As memórias, essas, não fogem. Um dia vêm ao nosso encontro e trazem com elas um ímpeto para acontecerem novamente. A dobra do tempo. Ocorre uma relação mútua construída por linhas-guia que apontam para caminhos que não tinham ainda sido iluminados. É esta luz, o decorrer do tempo, que emana das obras de Pedro Chorão na sua mais recente exposição Diálogos Sensíveis, na Galeria Sá da Costa, em Lisboa.
Apresentam-se nove obras como uma espécie de pinturas-entidade que guardam, nas suas mãos, a baqueta que marca o passo que leva ao desconhecido e que fornece pistas sobre o que nos querem dizer. São zangas, birras, berros, gritos, sussurros, risos, cantos…? O sensível do diálogo está precisamente em todas estas vibrações que Pedro Chorão experimentou e pelas quais se deixou ser experimentado, no intuito investido de não saber o que está ao longe, apenas o aqui e o agora.
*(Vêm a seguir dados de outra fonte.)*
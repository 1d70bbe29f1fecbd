//! Configuration for the command-line client.
//!
//! All configuration is loaded from environment variables; every value
//! has a default so the client runs against a local server out of the box.

use std::time::Duration;

use crate::error::ClientError;

/// Complete client configuration.
#[derive(Debug, Clone, PartialEq, Eq)]
pub struct ClientConfig {
    /// Server `WebSocket` URL (e.g. `ws://127.0.0.1:8080`).
    pub server_url: String,
    /// Bound on one connection attempt, handshake included.
    pub connect_timeout: Duration,
    /// Delay between clock probes.
    pub probe_interval: Duration,
    /// How long `post` waits for a clock estimate before using local time.
    pub post_clock_wait: Duration,
    /// First reconnect delay of a watcher.
    pub reconnect_min: Duration,
    /// Upper bound on the reconnect delay.
    pub reconnect_max: Duration,
    /// How often `play` re-evaluates the simulated state.
    pub render_interval: Duration,
}

impl Default for ClientConfig {
    fn default() -> Self {
        Self {
            server_url: String::from("ws://127.0.0.1:8080"),
            connect_timeout: Duration::from_millis(5000),
            probe_interval: Duration::from_millis(1000),
            post_clock_wait: Duration::from_millis(500),
            reconnect_min: Duration::from_millis(250),
            reconnect_max: Duration::from_millis(5000),
            render_interval: Duration::from_millis(100),
        }
    }
}

impl ClientConfig {
    /// Load configuration from environment variables.
    ///
    /// Optional variables:
    /// - `SERVER_URL` -- server `WebSocket` URL (default `ws://127.0.0.1:8080`)
    /// - `CONNECT_TIMEOUT_MS` -- bound on one connection attempt (default 5000)
    /// - `PROBE_INTERVAL_MS` -- clock probe period (default 1000)
    /// - `POST_CLOCK_WAIT_MS` -- clock wait before posting (default 500)
    /// - `RECONNECT_MIN_MS` -- first reconnect delay (default 250)
    /// - `RECONNECT_MAX_MS` -- reconnect delay cap (default 5000)
    /// - `RENDER_INTERVAL_MS` -- `play` refresh period (default 100)
    pub fn from_env() -> Result<Self, ClientError> {
        Self::from_lookup(|name| std::env::var(name).ok())
    }

    /// Build configuration from an arbitrary variable lookup.
    pub fn from_lookup<F>(lookup: F) -> Result<Self, ClientError>
    where
        F: Fn(&str) -> Option<String>,
    {
        let defaults = Self::default();
        let millis = |name: &str, default: Duration| -> Result<Duration, ClientError> {
            lookup(name).map_or(Ok(default), |raw| {
                raw.parse::<u64>()
                    .map(Duration::from_millis)
                    .map_err(|e| ClientError::Config(format!("invalid {name}: {e}")))
            })
        };

        let config = Self {
            server_url: lookup("SERVER_URL").unwrap_or(defaults.server_url),
            connect_timeout: millis("CONNECT_TIMEOUT_MS", defaults.connect_timeout)?,
            probe_interval: millis("PROBE_INTERVAL_MS", defaults.probe_interval)?,
            post_clock_wait: millis("POST_CLOCK_WAIT_MS", defaults.post_clock_wait)?,
            reconnect_min: millis("RECONNECT_MIN_MS", defaults.reconnect_min)?,
            reconnect_max: millis("RECONNECT_MAX_MS", defaults.reconnect_max)?,
            render_interval: millis("RENDER_INTERVAL_MS", defaults.render_interval)?,
        };

        if config.probe_interval.is_zero()
            || config.render_interval.is_zero()
            || config.connect_timeout.is_zero()
        {
            return Err(ClientError::Config(String::from(
                "CONNECT_TIMEOUT_MS, PROBE_INTERVAL_MS and RENDER_INTERVAL_MS must be positive",
            )));
        }
        if config.reconnect_max < config.reconnect_min {
            return Err(ClientError::Config(String::from(
                "RECONNECT_MAX_MS must not be below RECONNECT_MIN_MS",
            )));
        }
        Ok(config)
    }
}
O não saber para onde ir e para olhar, o não saber o que dizer ou o ficar sem resposta para o que a composição profere, são os problemas procurados pelo artista, com a ambição perpétua de os conhecer, reconhecer e, acima de tudo, resolver. Para Pedro Chorão, é sobretudo intimidade e obsessão intensas, é uma razão de ser tão concreta e definida como outra coisa qualquer[1].
O tecido da realidade fundiu-se, há muito, com o avesso das telas — numa volta à prática do pintar na parte de trás dos quadros que o artista tinha entre 1980 e 1990 — e com as cores oscilantes entre o quente, o frio e o térreo. Escorre, entre as transparências dos véus e opacidades dos planos, aquilo que vai “aparecendo”[2] — em gestos anacrónicos da própria linha temporal que, de facto, tem vida própria, o gesto transtemporal de Pedro Chorão —, sejam bichos-sombra que equilibram ou desequilibram as anamneses, com Bicho 7, por exemplo, ou mesmo paisagens pinceladas com o carinho das histórias de juventude, com Vista da Serra da Estrela nos anos 50.
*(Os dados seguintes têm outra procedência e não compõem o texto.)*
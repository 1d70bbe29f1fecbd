//! Error types for the command-line client.
//!
//! Every command returns [`ClientError`]; `main` logs it and exits with a
//! non-zero status.

/// Errors that can occur while running a client command.
#[derive(Debug, thiserror::Error)]
pub enum ClientError {
    /// The server could not be reached.
    #[error("failed to connect to {url}: {reason}")]
    Connect {
        /// Server URL.
        url: String,
        /// Transport error text.
        reason: String,
    },

    /// Sending or receiving a frame failed.
    #[error("transport error: {0}")]
    Transport(String),

    /// The server closed the connection before the command finished.
    #[error("connection closed by server")]
    Closed,

    /// Configuration is invalid.
    #[error("config error: {0}")]
    Config(String),

    /// Serialization or deserialization failure.
    #[error("serde error: {0}")]
    Serde(#[from] serde_json::Error),
}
É nestes tais processos-conversa que se vão esboçando as linhas que compõem as estruturas ortogonais que servem de apoio ao trabalho de Pedro Chorão que, aqui, sugerem, nas camadas de tinta acrílica, uma certa infinitude. Lá está, a memória que nunca acaba, que nunca vai embora de vez! Se assim o quisermos, o infinito é a linha reta, seja ela horizontal ou vertical. É aquela que abre a coreografia entre universos paralelos, que nos presenteia com o traço constante do horizonte, de manhã, de tarde ou de noite — no princípio, no meio ou no fim —, entre nós e o que fomos, o que viremos a ser. Afinal, diante de uma imagem (obra, neste caso) estamos diante do tempo[3] e Huberman sempre teve razão.
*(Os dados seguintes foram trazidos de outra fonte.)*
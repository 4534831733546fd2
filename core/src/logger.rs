use tracing::{
    debug,
    level_filters::{LevelFilter, ParseLevelFilterError},
};
use tracing_subscriber::{
    fmt::format::{Format, Writer},
    EnvFilter,
};

struct LoadTimer;

impl tracing_subscriber::fmt::time::FormatTime for LoadTimer {
    fn format_time(&self, writer: &mut Writer<'_>) -> std::fmt::Result {
        let now = chrono::Local::now();
        write!(writer, "{}", now.format("%Y-%m-%d %H:%M:%S%.3f"))
    }
}

#[derive(Debug, Clone, Copy)]
pub struct LogSettings {
    pub level: LevelFilter,
    /// Prefix every line with the module that logged it.
    pub show_target: bool,
    pub ansi: bool,
}

impl Default for LogSettings {
    fn default() -> Self {
        LogSettings { level: LevelFilter::INFO, show_target: false, ansi: true }
    }
}

/// Parses `error`, `warn`, `info`, `debug`, `trace` or `off`.
pub fn parse_log_level(value: &str) -> Result<LevelFilter, ParseLevelFilterError> {
    value.trim().parse()
}

/// `RUST_LOG` directives, when valid, plus the configured level.
pub fn build_env_filter(log_level: LevelFilter) -> EnvFilter {
    EnvFilter::try_from_default_env().unwrap_or_default().add_directive(log_level.into())
}

pub fn setup_logger(settings: LogSettings) {
    let filter = build_env_filter(settings.level);

    let format = Format::default()
        .with_timer(LoadTimer)
        .with_level(true)
        .with_target(settings.show_target)
        .with_ansi(settings.ansi);

    let subscriber =
        tracing_subscriber::fmt().with_env_filter(filter).event_format(format).finish();

    if tracing::subscriber::set_global_default(subscriber).is_err() {
        debug!("Logger has already been set up, continuing...");
    }
}

pub fn setup_info_logger() {
    setup_logger(LogSettings::default());
}
use std::{
    fs::File,
    io::Read,
    path::{Path, PathBuf},
};

use serde::{Deserialize, Serialize};
use tracing::debug;

use crate::{
    helpers::{load_env_for_config, substitute_env_variables, SubstituteEnvError},
    manifest::db::{ConnectionParams, ConnectionParamsError, DbDetails},
};

pub const YAML_CONFIG_NAME: &str = "batchload.yaml";

#[derive(Debug, Serialize, Deserialize, Clone, Default)]
pub struct ConfigFile {
    #[serde(rename = "DB", default, skip_serializing_if = "Option::is_none")]
    pub db: Option<DbDetails>,
}

#[derive(thiserror::Error, Debug)]
pub enum ReadConfigError {
    #[error("Could not open file: {0}")]
    CouldNotOpenFile(#[from] std::io::Error),

    #[error("Could not parse config: {0}")]
    CouldNotParseConfig(#[from] serde_yaml::Error),

    #[error("Could not substitute env variables: {0}")]
    CouldNotSubstituteEnvVariables(#[from] SubstituteEnvError),

    #[error("Config {0} has no DB section")]
    MissingDbSection(PathBuf),

    #[error("{0}")]
    InvalidConnectionParams(#[from] ConnectionParamsError),
}

pub fn parse_config(contents: &str) -> Result<ConfigFile, ReadConfigError> {
    let contents = substitute_env_variables(contents)?;
    let config: ConfigFile = serde_yaml::from_str(&contents)?;
    Ok(config)
}

pub fn read_config(file_path: &Path) -> Result<ConfigFile, ReadConfigError> {
    let mut file = File::open(file_path)?;
    let mut contents = String::new();

    file.read_to_string(&mut contents)?;

    load_env_for_config(file_path);

    parse_config(&contents)
}

/// Reads the `DB` section of `file_path` into connection parameters.
pub fn read_connection_params(file_path: &Path) -> Result<ConnectionParams, ReadConfigError> {
    let config = read_config(file_path)?;
    let details =
        config.db.ok_or_else(|| ReadConfigError::MissingDbSection(file_path.to_path_buf()))?;

    debug!("Read DB section from {}", file_path.display());

    Ok(ConnectionParams::from_details(&details)?)
}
A nós cabe-nos deixar levar pelos ventos que rompem pelas janelas da galeria, que eventualmente nos vão trazer o primeiro gesto, a primeira palavra e o primeiro olhar da nossa relação com a matéria da lenda do tempo. Pedro Chorão dá-nos a entender, de uma maneira muito concreta, que a linha entre a nossa existência e os segredos do outro lado, seja ele qual for, é muito ténue. Não é abismo algum, mas sim uma passagem que precisa do nosso gesto, da expansão do campo de ação do nosso corpo. Aí, ele tornar-se-á curiosidade, tornar-se-á fluxo de energia que fará crescer a finitude do nosso olhar.
No fim, o que acontecer… acontece.
Diálogos Sensíveis, de Pedro Chorão, está patente na Galeria Sá da Costa até 24 de maio.
[1] de Pedra Filosofal, de António Gedeão.
[2] Segundo o artista, na entrevista a José Sousa Machado que acompanha o catálogo da exposição e, em parte, a folha de sala.
[3] Didi-Huberman, G. (2017). Diante do Tempo, pp. 1.